Exercise brief: Reproduce the data exactly; no word may be added or dropped.

Stored data:

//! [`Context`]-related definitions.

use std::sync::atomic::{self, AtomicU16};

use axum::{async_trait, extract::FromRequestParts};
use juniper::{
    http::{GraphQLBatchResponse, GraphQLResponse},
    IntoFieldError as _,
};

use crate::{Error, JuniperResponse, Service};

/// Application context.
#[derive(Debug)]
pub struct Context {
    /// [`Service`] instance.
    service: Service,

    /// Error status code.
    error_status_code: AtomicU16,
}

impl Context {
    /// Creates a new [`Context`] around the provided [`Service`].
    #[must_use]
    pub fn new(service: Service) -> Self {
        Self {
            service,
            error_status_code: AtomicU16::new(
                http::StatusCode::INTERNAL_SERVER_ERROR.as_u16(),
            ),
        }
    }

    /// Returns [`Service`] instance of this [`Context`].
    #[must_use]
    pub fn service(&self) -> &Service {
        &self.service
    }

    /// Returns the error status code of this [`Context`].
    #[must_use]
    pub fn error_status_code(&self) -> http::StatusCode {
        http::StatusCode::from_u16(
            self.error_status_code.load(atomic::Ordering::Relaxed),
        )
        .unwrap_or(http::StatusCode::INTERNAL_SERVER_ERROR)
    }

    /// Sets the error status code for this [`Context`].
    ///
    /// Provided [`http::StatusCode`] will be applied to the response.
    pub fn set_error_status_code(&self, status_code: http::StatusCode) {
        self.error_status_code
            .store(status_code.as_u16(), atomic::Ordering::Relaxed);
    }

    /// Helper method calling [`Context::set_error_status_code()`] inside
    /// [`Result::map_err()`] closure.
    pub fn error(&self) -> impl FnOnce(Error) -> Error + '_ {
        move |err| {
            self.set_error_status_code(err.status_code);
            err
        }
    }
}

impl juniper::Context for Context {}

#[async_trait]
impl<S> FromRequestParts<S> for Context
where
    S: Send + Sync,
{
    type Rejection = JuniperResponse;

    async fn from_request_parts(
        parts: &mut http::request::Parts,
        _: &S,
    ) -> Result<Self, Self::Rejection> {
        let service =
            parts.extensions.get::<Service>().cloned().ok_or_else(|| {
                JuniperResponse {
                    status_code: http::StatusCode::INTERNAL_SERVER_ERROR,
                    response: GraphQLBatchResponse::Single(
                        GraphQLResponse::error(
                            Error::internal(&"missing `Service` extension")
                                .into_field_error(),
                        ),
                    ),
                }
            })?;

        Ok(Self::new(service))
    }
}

Result for this task:
//! [`Context`]-related definitions.

use std::sync::atomic::{self, AtomicU16};

use axum::{async_trait, extract::FromRequestParts};
use juniper::{
    http::{GraphQLBatchResponse, GraphQLResponse},
    IntoFieldError as _,
};

use crate::{Error, JuniperResponse, Service};

/// Application context.
#[derive(Debug)]
pub struct Context {
    /// [`Service`] instance.
    service: Service,

    /// Error status code.
    error_status_code: AtomicU16,
}

impl Context {
    /// Creates a new [`Context`] around the provided [`Service`].
    #[must_use]
    pub fn new(service: Service) -> Self {
        Self {
            service,
            error_status_code: AtomicU16::new(
                http::StatusCode::INTERNAL_SERVER_ERROR.as_u16(),
            ),
        }
    }

    /// Returns [`Service`] instance of this [`Context`].
    #[must_use]
    pub fn service(&self) -> &Service {
        &self.service
    }

    /// Returns the error status code of this [`Context`].
    #[must_use]
    pub fn error_status_code(&self) -> http::StatusCode {
        http::StatusCode::from_u16(
            self.error_status_code.load(atomic::Ordering::Relaxed),
        )
        .unwrap_or(http::StatusCode::INTERNAL_SERVER_ERROR)
    }

    /// Sets the error status code for this [`Context`].
    ///
    /// Provided [`http::StatusCode`] will be applied to the response.
    pub fn set_error_status_code(&self, status_code: http::StatusCode) {
        self.error_status_code
            .store(status_code.as_u16(), atomic::Ordering::Relaxed);
    }

    /// Helper method calling [`Context::set_error_status_code()`] inside
    /// [`Result::map_err()`] closure.
    pub fn error(&self) -> impl FnOnce(Error) -> Error + '_ {
        move |err| {
            self.set_error_status_code(err.status_code);
            err
        }
    }
}

impl juniper::Context for Context {}

#[async_trait]
impl<S> FromRequestParts<S> for Context
where
    S: Send + Sync,
{
    type Rejection = JuniperResponse;

    async fn from_request_parts(
        parts: &mut http::request::Parts,
        _: &S,
    ) -> Result<Self, Self::Rejection> {
        let service =
            parts.extensions.get::<Service>().cloned().ok_or_else(|| {
                JuniperResponse {
                    status_code: http::StatusCode::INTERNAL_SERVER_ERROR,
                    response: GraphQLBatchResponse::Single(
                        GraphQLResponse::error(
                            Error::internal(&"missing `Service` extension")
                                .into_field_error(),
                        ),
                    ),
                }
            })?;

        Ok(Self::new(service))
    }
}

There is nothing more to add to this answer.